I really don't know what to do for the best.  He is not ready to go outside yet, so we've got a few months to think about it.  Arrrgghhh, what to do...!!

T x


----------



## ester (5 January 2016)

IME RTA cats either learn to keep away from vehicles (ours did after a small bang) or don't. How fab that he came back to you. 
I couldn't keep a cat in full time though either way tbh!  
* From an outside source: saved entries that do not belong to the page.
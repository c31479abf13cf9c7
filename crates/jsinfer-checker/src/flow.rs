//! Forward flow analysis over statement sequences.
//!
//! The refinement rules handle the value side of statements (an if rule
//! infers its test, a while rule its condition); the flow analyzer handles
//! the control side: it walks statement sequences, forks the environment
//! into branches, and merges the branch results back. Merging unifies
//! conflicting bindings, so a record property added in only one branch is
//! dropped by the record meet.
//!
//! Loop bodies are analyzed once in a fork and merged back; there is no
//! fixpoint iteration.

use crate::context::InferenceContext;
use crate::error::InferenceError;
use jsinfer_ast::Node;
use jsinfer_binder::SymbolId;
use jsinfer_solver::{Type, TypeEnvironment};

#[derive(Debug)]
pub struct FlowAnalyzer;

impl FlowAnalyzer {
    /// Analyze a statement sequence in order.
    pub fn analyze(
        statements: &[Node],
        ctx: &mut InferenceContext<'_, '_>,
    ) -> Result<(), InferenceError> {
        for statement in statements {
            Self::analyze_statement(statement, ctx)?;
        }
        Ok(())
    }

    /// Analyze one statement, descending into nested control flow.
    pub fn analyze_statement(
        node: &Node,
        ctx: &mut InferenceContext<'_, '_>,
    ) -> Result<(), InferenceError> {
        match node {
            Node::Program { body } | Node::BlockStatement { body } => Self::analyze(body, ctx),
            Node::IfStatement { consequent, alternate, .. } => {
                // the rule infers the test in the pre-branch environment
                ctx.infer(node)?;
                let base = ctx.environment.clone();
                let then_env = Self::branch(consequent, ctx)?;
                let else_env = match alternate {
                    Some(alternate) => Self::branch(alternate, ctx)?,
                    None => base,
                };
                ctx.environment = then_env;
                Self::merge(ctx, &else_env)
            }
            Node::WhileStatement { body, .. }
            | Node::DoWhileStatement { body, .. }
            | Node::ForStatement { body, .. }
            | Node::ForOfStatement { body, .. } => {
                ctx.infer(node)?;
                let body_env = Self::branch(body, ctx)?;
                Self::merge(ctx, &body_env)
            }
            _ => {
                ctx.infer(node)?;
                Ok(())
            }
        }
    }

    fn branch(
        node: &Node,
        ctx: &mut InferenceContext<'_, '_>,
    ) -> Result<TypeEnvironment, InferenceError> {
        let mut fork = ctx.fork();
        Self::analyze_statement(node, &mut fork)?;
        Ok(fork.environment)
    }

    /// Merge `other` into the context's environment: missing bindings are
    /// adopted, conflicting bindings are unified and the unification result
    /// substituted environment-wide.
    pub fn merge(
        ctx: &mut InferenceContext<'_, '_>,
        other: &TypeEnvironment,
    ) -> Result<(), InferenceError> {
        let bindings: Vec<(SymbolId, Type)> =
            other.iter().map(|(symbol, ty)| (symbol, ty.clone())).collect();
        for (symbol, ty) in bindings {
            match ctx.get_type(symbol) {
                None => ctx.set_type(symbol, ty),
                Some(existing) => {
                    let unified = ctx.unify(&ty, &existing)?;
                    ctx.substitute(&existing, &unified);
                }
            }
        }
        Ok(())
    }
}

#[cfg(test)]
mod tests {
    use super::*;
    use crate::infer::TypeInference;
    use jsinfer_binder::{SymbolFlags, SymbolTable};
    use jsinfer_common::intern;
    use pretty_assertions::assert_eq;

    #[test]
    fn merge_adopts_missing_bindings() {
        let mut table = SymbolTable::new();
        let x = table.declare(intern("x"), SymbolFlags::BLOCK_SCOPED_VARIABLE);
        let engine = TypeInference::new();
        let mut ctx = engine.context(&mut table);

        let other = TypeEnvironment::new().set_type(x, Type::Number);
        FlowAnalyzer::merge(&mut ctx, &other).unwrap();

        assert_eq!(ctx.get_type(x), Some(Type::Number));
    }

    #[test]
    fn merge_unifies_conflicting_bindings() {
        let mut table = SymbolTable::new();
        let x = table.declare(intern("x"), SymbolFlags::BLOCK_SCOPED_VARIABLE);
        let engine = TypeInference::new();
        let mut ctx = engine.context(&mut table);
        ctx.set_type(x, Type::Null);

        let other = TypeEnvironment::new().set_type(x, Type::Number);
        FlowAnalyzer::merge(&mut ctx, &other).unwrap();

        assert_eq!(ctx.get_type(x), Some(Type::maybe(Type::Number)));
    }
}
Our black one always wore a reflective/hi vis collar to help


----------



## Lanky Loll (5 January 2016)

Tricky decision but I'd have to let him out I think.  One of ours injured himself, still don't really know how, on the x-ray the only way I could explain it is that his tail looked like it had been pulled out then as it retracted the discs had overlapped in the same way that an over pulled slinky does.  6 years on we've since moved from where we were (suburban new build estate) to a small hamlet with a dead-end road, and he's in his element although I do know he does down to the main road as he's been spotted at the pub! 
He's also black, and to begin with I religiously kept a reflective collar on him, which was easy to do in the old house, we were averaging one every 3 days once we got here so I gave up after a while!


----------



## chillipup (5 January 2016)

I can understand your dilemma catembi, it must be a difficult decision to make. However, I think, as Ollie enjoys his freedom so much he would perhaps become very frustrated at becoming a house cat full time. I was very lucky with the rescue cat I adopted, ( I lived on a main road for a while) thankfully he would only ever go out into the back garden. When I moved to a rural area he loved exploring. Maybe just see how yours goes with being grounded at the moment and take it from there.


----------



## NinjaPony (5 January 2016)

Just to add an alternative view- if you do decided to keep him in, he may well adapt... my cat was an outdoors cat all the way up until he was about 8. At that point, his diabetes was very unstable, and he was having dramatic highs and lows- I lived in fear that he would collapse in the garden and no one would find him... plus, I was having problems with him stealing food which was also making his illness harder to control. As he recovered from his nastiest episode, and came home very weak, I decided enough was enough and I would have to try keeping him as a house cat. To my surprise, he took to it pretty well, after after a couple of months showed no interest at all in escaping or going out. Since then he's moved house, and is still happy indoors, and his diabetes is much more stable. It really depends on the individual cat, but some of them can adapt.


----------



## Shady (5 January 2016)

that is really difficult and i've had the same problem, to be honest if you choose to give him total freedom he will, as others have said either make it or not, he will always cross the road if there are fields on the other side, it's where he'll hunt for mice, if it were me i would try and keep him in as much as possible at night , the danger time for cats is dawn when they are coming home from hunting, low visibility on the roads and drivers going fast as the roads are quiet, it could be that he chooses to stay closer to home anyway as one of mine did after getting hit by a car, i'm very glad your boy made it and i hope he stays safe, i did decide to keep all of mine in at night and i've got a good routine with them but as you say it's not always possible. xx


----------



## Peregrine Falcon (5 January 2016)

Hmmm, it is a difficult one.  We got a "new" rescue cat from CPL as one of ours went missing last year.  We used to let them out at night.  Maisie, is still allowed out but Pusskins goes in the playroom at night (the room she first lived in when she came).  The lost of our other cat has made us wary.


----------



## Possum (5 January 2016)

I think that if I were in your position I would at least try and keep him in as a house cat.  If it's clear after a while that he's not adapting and is getting frustrated and bored then reconsider but I think I'd be an anxious wreck letting him roam as soon as he was cleared by the vet to do so.  Heart-warming to hear that he came back to you and is now on the road to recovery though, he sounds like a really special guy.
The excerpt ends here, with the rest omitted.